* WHAT THE TASK REQUIRES *
From the entries below, work out how many lines contain the string "AssetRow"; answer with the number alone.

Collected data entries:
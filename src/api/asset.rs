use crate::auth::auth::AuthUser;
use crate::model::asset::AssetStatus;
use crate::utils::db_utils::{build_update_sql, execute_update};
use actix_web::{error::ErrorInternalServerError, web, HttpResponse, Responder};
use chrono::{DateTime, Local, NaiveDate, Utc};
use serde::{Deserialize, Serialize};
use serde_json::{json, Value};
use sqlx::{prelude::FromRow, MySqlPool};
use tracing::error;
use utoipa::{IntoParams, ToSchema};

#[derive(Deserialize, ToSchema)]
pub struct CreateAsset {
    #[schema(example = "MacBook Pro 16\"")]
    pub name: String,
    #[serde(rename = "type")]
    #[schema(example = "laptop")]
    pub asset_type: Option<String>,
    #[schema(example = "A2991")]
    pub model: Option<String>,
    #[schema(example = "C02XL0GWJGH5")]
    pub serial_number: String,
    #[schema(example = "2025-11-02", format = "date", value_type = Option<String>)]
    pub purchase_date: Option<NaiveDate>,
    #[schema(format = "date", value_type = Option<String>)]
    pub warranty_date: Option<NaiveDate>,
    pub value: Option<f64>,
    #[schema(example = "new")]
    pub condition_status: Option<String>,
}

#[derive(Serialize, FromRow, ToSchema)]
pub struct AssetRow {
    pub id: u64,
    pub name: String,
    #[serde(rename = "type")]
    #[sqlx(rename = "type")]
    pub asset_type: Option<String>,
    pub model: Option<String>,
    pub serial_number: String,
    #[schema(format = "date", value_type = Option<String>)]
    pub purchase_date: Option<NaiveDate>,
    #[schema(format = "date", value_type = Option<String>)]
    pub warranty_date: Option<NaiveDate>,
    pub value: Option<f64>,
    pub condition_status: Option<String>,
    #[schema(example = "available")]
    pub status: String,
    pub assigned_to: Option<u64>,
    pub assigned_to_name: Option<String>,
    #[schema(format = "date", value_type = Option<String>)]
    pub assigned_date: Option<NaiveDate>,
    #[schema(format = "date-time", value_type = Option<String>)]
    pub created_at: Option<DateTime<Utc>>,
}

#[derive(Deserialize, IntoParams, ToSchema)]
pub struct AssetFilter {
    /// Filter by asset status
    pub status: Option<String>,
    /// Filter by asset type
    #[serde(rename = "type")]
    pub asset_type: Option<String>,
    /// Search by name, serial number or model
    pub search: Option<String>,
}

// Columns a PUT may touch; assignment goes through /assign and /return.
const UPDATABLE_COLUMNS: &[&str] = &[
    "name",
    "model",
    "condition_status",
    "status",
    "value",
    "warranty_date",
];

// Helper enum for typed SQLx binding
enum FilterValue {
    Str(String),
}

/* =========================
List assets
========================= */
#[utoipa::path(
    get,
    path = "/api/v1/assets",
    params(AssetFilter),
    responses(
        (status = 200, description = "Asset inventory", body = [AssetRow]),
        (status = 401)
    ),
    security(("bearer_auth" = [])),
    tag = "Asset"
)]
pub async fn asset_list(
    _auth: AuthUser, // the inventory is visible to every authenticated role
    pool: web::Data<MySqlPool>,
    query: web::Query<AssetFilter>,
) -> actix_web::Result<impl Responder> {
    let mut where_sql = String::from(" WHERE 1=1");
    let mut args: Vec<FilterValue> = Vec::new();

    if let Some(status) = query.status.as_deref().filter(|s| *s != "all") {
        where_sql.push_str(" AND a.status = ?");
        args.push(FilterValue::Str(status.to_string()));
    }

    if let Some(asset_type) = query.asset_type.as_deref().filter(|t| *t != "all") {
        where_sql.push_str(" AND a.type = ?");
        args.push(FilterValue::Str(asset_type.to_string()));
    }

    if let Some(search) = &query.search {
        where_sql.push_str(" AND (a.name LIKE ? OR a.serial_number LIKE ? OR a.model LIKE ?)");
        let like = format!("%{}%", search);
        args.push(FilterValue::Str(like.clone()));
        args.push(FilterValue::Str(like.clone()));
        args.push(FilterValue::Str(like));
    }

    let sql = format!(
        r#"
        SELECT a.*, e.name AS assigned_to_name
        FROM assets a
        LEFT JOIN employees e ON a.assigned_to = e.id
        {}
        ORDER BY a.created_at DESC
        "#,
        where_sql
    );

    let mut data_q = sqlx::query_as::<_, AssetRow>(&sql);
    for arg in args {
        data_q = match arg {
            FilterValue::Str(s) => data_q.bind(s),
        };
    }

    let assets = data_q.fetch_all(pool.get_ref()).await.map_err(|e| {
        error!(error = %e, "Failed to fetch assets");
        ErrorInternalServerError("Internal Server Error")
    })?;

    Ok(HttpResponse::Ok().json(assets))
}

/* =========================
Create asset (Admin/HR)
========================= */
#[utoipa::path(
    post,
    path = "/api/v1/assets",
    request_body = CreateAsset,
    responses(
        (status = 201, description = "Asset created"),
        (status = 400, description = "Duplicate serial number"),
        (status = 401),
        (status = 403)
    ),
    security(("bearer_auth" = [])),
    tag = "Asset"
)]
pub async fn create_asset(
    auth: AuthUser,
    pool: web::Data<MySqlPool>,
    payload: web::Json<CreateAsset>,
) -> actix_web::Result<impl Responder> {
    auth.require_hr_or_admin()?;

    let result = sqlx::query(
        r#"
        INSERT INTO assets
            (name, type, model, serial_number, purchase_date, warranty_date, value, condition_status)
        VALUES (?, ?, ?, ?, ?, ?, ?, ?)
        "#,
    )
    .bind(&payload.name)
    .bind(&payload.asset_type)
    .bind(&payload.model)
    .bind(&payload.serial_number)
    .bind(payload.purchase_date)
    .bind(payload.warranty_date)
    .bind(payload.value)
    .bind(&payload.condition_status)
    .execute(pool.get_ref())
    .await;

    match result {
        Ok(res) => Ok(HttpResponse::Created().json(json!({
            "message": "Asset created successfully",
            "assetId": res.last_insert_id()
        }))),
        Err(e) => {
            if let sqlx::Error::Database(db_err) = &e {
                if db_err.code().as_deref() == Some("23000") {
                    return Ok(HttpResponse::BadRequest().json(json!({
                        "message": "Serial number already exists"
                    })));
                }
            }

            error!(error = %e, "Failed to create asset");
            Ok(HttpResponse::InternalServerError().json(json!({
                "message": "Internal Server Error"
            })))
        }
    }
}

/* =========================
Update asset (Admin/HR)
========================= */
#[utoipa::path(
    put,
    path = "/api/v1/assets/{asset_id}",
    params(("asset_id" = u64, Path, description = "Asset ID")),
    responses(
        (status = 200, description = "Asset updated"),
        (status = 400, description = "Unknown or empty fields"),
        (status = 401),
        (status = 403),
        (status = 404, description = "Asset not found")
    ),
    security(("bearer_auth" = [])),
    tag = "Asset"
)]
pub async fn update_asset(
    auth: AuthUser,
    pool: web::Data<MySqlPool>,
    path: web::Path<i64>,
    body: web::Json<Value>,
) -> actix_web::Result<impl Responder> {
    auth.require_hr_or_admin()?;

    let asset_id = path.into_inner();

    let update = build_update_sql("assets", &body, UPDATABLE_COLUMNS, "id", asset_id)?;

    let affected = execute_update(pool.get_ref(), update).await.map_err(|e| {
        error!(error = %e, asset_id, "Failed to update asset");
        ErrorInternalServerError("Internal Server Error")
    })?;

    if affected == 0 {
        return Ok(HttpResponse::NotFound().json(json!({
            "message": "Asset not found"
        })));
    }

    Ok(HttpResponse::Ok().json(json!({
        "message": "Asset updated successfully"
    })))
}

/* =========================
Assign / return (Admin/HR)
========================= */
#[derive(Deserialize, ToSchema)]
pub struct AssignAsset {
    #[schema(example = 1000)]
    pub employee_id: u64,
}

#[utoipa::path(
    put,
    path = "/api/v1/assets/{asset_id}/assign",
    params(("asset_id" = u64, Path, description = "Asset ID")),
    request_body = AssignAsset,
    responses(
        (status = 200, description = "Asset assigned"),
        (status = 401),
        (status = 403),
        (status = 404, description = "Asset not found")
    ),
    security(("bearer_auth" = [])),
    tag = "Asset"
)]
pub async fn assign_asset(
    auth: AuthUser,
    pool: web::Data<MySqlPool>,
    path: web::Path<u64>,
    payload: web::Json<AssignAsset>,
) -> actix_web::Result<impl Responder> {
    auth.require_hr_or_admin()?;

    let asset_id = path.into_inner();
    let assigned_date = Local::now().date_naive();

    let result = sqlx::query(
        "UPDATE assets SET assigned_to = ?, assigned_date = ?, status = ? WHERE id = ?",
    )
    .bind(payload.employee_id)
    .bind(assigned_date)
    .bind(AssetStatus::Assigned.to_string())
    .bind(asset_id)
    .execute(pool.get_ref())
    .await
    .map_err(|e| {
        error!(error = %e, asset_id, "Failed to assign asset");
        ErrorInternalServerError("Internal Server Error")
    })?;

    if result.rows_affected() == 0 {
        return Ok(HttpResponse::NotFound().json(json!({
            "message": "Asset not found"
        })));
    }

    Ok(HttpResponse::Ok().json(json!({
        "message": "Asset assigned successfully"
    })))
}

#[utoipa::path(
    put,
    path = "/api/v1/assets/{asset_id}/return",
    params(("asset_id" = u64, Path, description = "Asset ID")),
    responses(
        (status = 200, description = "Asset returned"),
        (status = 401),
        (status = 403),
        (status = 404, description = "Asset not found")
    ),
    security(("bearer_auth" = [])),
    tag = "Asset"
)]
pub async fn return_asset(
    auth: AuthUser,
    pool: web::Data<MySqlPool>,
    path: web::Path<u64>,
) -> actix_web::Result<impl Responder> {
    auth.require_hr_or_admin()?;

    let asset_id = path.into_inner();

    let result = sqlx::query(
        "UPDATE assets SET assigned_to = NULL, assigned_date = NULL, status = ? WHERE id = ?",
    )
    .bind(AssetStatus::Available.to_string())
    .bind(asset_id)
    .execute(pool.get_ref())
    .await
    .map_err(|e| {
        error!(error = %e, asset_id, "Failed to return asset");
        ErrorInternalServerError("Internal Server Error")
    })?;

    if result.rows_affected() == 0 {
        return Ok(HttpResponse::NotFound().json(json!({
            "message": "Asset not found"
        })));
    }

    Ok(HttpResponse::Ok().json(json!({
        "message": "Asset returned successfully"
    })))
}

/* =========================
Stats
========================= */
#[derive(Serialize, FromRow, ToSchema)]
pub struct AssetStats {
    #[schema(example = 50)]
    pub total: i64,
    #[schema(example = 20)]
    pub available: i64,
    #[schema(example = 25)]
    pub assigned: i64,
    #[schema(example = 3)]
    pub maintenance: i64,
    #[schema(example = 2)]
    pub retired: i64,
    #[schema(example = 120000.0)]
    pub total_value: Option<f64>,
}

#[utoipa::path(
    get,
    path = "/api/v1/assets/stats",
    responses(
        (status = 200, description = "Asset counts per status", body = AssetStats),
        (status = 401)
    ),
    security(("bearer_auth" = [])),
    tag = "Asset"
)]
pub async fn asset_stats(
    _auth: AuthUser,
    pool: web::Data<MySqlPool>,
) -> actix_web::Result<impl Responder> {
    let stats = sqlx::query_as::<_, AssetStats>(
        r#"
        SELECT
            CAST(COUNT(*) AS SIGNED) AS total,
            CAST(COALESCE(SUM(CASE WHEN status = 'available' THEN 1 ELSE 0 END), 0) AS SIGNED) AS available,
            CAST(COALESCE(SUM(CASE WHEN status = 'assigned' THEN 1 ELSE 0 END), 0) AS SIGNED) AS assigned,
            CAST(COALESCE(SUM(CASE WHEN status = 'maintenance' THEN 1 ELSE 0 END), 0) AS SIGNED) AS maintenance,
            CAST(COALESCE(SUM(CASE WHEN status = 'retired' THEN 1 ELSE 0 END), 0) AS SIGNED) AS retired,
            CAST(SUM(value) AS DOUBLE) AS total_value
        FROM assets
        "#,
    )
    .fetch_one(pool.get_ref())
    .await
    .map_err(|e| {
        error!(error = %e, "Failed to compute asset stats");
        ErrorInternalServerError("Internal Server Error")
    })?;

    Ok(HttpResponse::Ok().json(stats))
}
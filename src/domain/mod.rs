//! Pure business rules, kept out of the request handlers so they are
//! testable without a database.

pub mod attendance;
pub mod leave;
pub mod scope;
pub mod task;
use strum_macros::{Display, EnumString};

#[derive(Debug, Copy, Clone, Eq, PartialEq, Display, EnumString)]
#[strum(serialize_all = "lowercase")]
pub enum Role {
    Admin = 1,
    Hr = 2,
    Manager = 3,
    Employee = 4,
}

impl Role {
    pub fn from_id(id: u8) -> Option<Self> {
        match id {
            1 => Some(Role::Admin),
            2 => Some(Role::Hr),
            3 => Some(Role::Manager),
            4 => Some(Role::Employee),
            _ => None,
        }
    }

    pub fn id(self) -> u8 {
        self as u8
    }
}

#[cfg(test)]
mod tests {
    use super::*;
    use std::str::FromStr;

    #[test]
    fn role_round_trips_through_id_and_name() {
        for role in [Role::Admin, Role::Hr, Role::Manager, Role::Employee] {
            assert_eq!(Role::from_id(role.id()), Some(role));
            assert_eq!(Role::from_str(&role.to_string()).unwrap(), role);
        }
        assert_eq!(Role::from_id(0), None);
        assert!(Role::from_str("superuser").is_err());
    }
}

* YOUR SOLUTION *
3